From 2a23daf5cdafd2435763fdea68fb05307622ae6b Mon Sep 17 00:00:00 2001
From: Meng Zhang <meng@tabbyml.com>
Date: Sat, 28 Oct 2023 13:37:32 -0700
Subject: [PATCH] refactor: switch back to llama batch interface

---
 crates/llama-cpp-bindings/src/engine.cc | 21 +++++++++++++++++++--
 1 file changed, 19 insertions(+), 2 deletions(-)
diff --git a/crates/llama-cpp-bindings/src/engine.cc b/crates/llama-cpp-bindings/src/engine.cc
index 3b5caaa939b..b92ad6a7d42 100644
--- a/crates/llama-cpp-bindings/src/engine.cc
+++ b/crates/llama-cpp-bindings/src/engine.cc
@@ -21,6 +21,11 @@ class TextInferenceEngineImpl : public TextInferenceEngine {
   TextInferenceEngineImpl(owned<llama_model> model, owned<llama_context> ctx) :
     model_(std::move(model)),
     ctx_(std::move(ctx)) {
+      batch_ = llama_batch_init(N_BATCH, 0, 1);
+  }
+
+  ~TextInferenceEngineImpl() override {
+    llama_batch_free(batch_);
   }
 
   void start(rust::Slice<const uint32_t> input_token_ids) override {
@@ -52,7 +57,7 @@ class TextInferenceEngineImpl : public TextInferenceEngine {
   uint32_t sample() const {
     auto* ctx = ctx_.get();
 
-    auto logits = llama_get_logits_ith(ctx, 0);
+    auto logits = llama_get_logits_ith(ctx, batch_.n_tokens - 1);
     auto n_vocab = llama_n_vocab(llama_get_model(ctx));
 
     // Greedy sampling (always select the highest logit).
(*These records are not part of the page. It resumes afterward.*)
//! Deterministic forecast model
//!
//! Splits streams into a fixed part (scheduled amounts converted to a monthly
//! equivalent) and a variable part (monthly totals over a lookback window),
//! then projects forward with a dampened growth rate and widening bands.

use chrono::NaiveDate;

use super::grouping::{group_records, records_from_streams};
use super::periods::{month_start, shift_months};
use super::stats::{dampened_growth_rate, mean, round_currency, std_dev};
use super::types::{FixedStreamContribution, MonthlyProjection};
use crate::config::EngineConfig;
use crate::error::{Error, Result};
use crate::models::{DateRange, Granularity, Stream};

/// Streams with fewer snapshots than this count against data quality
const MIN_SNAPSHOTS_FOR_QUALITY: usize = 3;

/// Everything the projection and the simulator need, computed once
#[derive(Debug, Clone, PartialEq)]
pub struct ForecastInputs {
    pub fixed_monthly: f64,
    pub variable_monthly: f64,
    pub variable_std: f64,
    pub growth_rate: f64,
    pub confidence: f64,
    /// Months with variable activity inside the lookback window
    pub history_months: usize,
    pub fixed_streams: Vec<FixedStreamContribution>,
}

impl ForecastInputs {
    pub fn baseline_monthly(&self) -> f64 {
        self.fixed_monthly + self.variable_monthly
    }

    /// Growth factor `(1 + growth)^month`
    pub fn growth_factor(&self, month: u32) -> f64 {
        (1.0 + self.growth_rate).powi(month as i32)
    }
}

/// Lookback window of `months` calendar months ending today
///
/// Starts at the earliest representable day when the lookback reaches past it.
pub fn lookback_window(today: NaiveDate, months: u32) -> DateRange {
    let back = i64::from(months.saturating_sub(1));
    let from = shift_months(month_start(today), -back).unwrap_or(NaiveDate::MIN);
    DateRange::new(from, today)
}

/// Monthly equivalent of one fixed stream's latest amount
pub fn monthly_equivalent(stream: &Stream) -> f64 {
    let latest = stream.latest_snapshot().map_or(0.0, |s| s.usd_amount);
    let multiplier = stream.fixed_period.map_or(1.0, |p| p.monthly_multiplier());
    latest * multiplier
}

/// Compute forecast inputs from already-filtered streams
pub fn compute_inputs(streams: &[Stream], today: NaiveDate, config: &EngineConfig) -> ForecastInputs {
    let fixed_streams: Vec<FixedStreamContribution> = streams
        .iter()
        .filter(|s| s.is_fixed)
        .map(|s| FixedStreamContribution {
            stream_id: s.id,
            name: s.name.clone(),
            period: s.fixed_period,
            latest_usd: round_currency(s.latest_snapshot().map_or(0.0, |snap| snap.usd_amount)),
            monthly_equivalent: round_currency(monthly_equivalent(s)),
        })
        .collect();
    let fixed_monthly: f64 = streams
        .iter()
        .filter(|s| s.is_fixed)
        .map(monthly_equivalent)
        .sum();

    let window = lookback_window(today, config.forecast.lookback_months);
    let records = records_from_streams(streams.iter().filter(|s| !s.is_fixed), Some(window));
    // Streams arrive pre-filtered to one direction, so plain sums apply
    let direction = streams.first().map(|s| s.direction);
    let monthly_totals: Vec<f64> = group_records(&records, Granularity::Monthly, direction)
        .into_iter()
        .map(|b| b.amount)
        .collect();

    let variable_monthly = mean(&monthly_totals);
    let variable_std = std_dev(&monthly_totals);
    let growth_rate = dampened_growth_rate(&monthly_totals, &config.growth);

    let confidence = confidence_score(fixed_monthly, variable_monthly, variable_std, streams);

    ForecastInputs {
        fixed_monthly,
        variable_monthly,
        variable_std,
        growth_rate,
        confidence,
        history_months: monthly_totals.len(),
        fixed_streams,
    }
}

/// Confidence in `[0, 1]`
///
/// Half from the fixed share, 0.3 from variable stability, 0.2 from the
/// fraction of streams with enough history.
pub fn confidence_score(
    fixed_monthly: f64,
    variable_monthly: f64,
    variable_std: f64,
    streams: &[Stream],
) -> f64 {
    let total = fixed_monthly + variable_monthly;
    let fixed_ratio = if total > 0.0 { fixed_monthly / total } else { 0.0 };

    let penalty = if variable_monthly > 0.0 {
        variable_std / variable_monthly
    } else {
        0.0
    };

    let data_quality = if streams.is_empty() {
        0.0
    } else {
        let good = streams
            .iter()
            .filter(|s| s.snapshots.len() >= MIN_SNAPSHOTS_FOR_QUALITY)
            .count();
        good as f64 / streams.len() as f64
    };

    let score = 0.5 * fixed_ratio + 0.3 * (1.0 - penalty.min(1.0)) + 0.2 * data_quality;
    score.clamp(0.0, 1.0)
}

/// Raw (unrounded) projection for one horizon month
#[derive(Debug, Clone, Copy, PartialEq)]
pub struct ProjectedMonth {
    pub month_index: u32,
    pub fixed: f64,
    pub variable: f64,
    pub projected: f64,
    pub lower: f64,
    pub upper: f64,
}

/// Project month `i` (1-based) with confidence bands
pub fn project_month(inputs: &ForecastInputs, i: u32, config: &EngineConfig) -> ProjectedMonth {
    let g = inputs.growth_factor(i);
    let variable = inputs.variable_monthly * g;
    let widening = 1.0 + config.forecast.uncertainty_per_month * i as f64;
    let adjusted_std = inputs.variable_std * widening * g;
    let band = config.forecast.band_width * adjusted_std;

    ProjectedMonth {
        month_index: i,
        fixed: inputs.fixed_monthly,
        variable,
        projected: inputs.fixed_monthly + variable,
        lower: inputs.fixed_monthly + (variable - band).max(0.0),
        upper: inputs.fixed_monthly + variable + band,
    }
}

/// Projections for months `1..=months_ahead`, labelled from `today`
pub fn project(
    inputs: &ForecastInputs,
    months_ahead: u32,
    today: NaiveDate,
    config: &EngineConfig,
) -> Result<Vec<MonthlyProjection>> {
    let base = month_start(today);
    (1..=months_ahead)
        .map(|i| {
            let month = shift_months(base, i64::from(i)).ok_or_else(|| {
                Error::InvalidParameter(format!(
                    "months_ahead {} runs past the supported calendar range",
                    months_ahead
                ))
            })?;
            let p = project_month(inputs, i, config);
            Ok(MonthlyProjection {
                month_index: i,
                month: month.format("%Y-%m").to_string(),
                fixed_usd: round_currency(p.fixed),
                variable_usd: round_currency(p.variable),
                projected_usd: round_currency(p.projected),
                lower_bound: round_currency(p.lower),
                upper_bound: round_currency(p.upper),
            })
        })
        .collect()
}

/// Sum of the next twelve growth-adjusted months
pub fn projected_annual(inputs: &ForecastInputs, config: &EngineConfig) -> f64 {
    (1..=12).map(|i| project_month(inputs, i, config).projected).sum()
}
@@ -64,9 +69,19 @@ class TextInferenceEngineImpl : public TextInferenceEngine {
       n_past_ = 0;
     }
 
+    batch_.n_tokens = size;
+    for (size_t i = 0; i < size; ++i) {
+      batch_.token[i] = data[i];
+      batch_.pos[i] = n_past_ + i;
+      batch_.n_seq_id[i] = 1;
+      batch_.seq_id[i][0] = 0;
+      batch_.logits[i] = false;
+    }
+    batch_.logits[size - 1] = true;
+
     auto* ctx = ctx_.get();
     llama_kv_cache_tokens_rm(ctx, n_past_, -1);
-    if (llama_decode(ctx, llama_batch_get_one(data, size, n_past_, 0))) {
+    if (llama_decode(ctx, batch_)) {
       throw std::runtime_error("Failed to eval");
     }
 
@@ -76,6 +91,8 @@ class TextInferenceEngineImpl : public TextInferenceEngine {
   size_t n_past_;
   owned<llama_model> model_;
   owned<llama_context> ctx_;
+
+  llama_batch batch_;
 };
 
 static int g_llama_cpp_log_level = 0;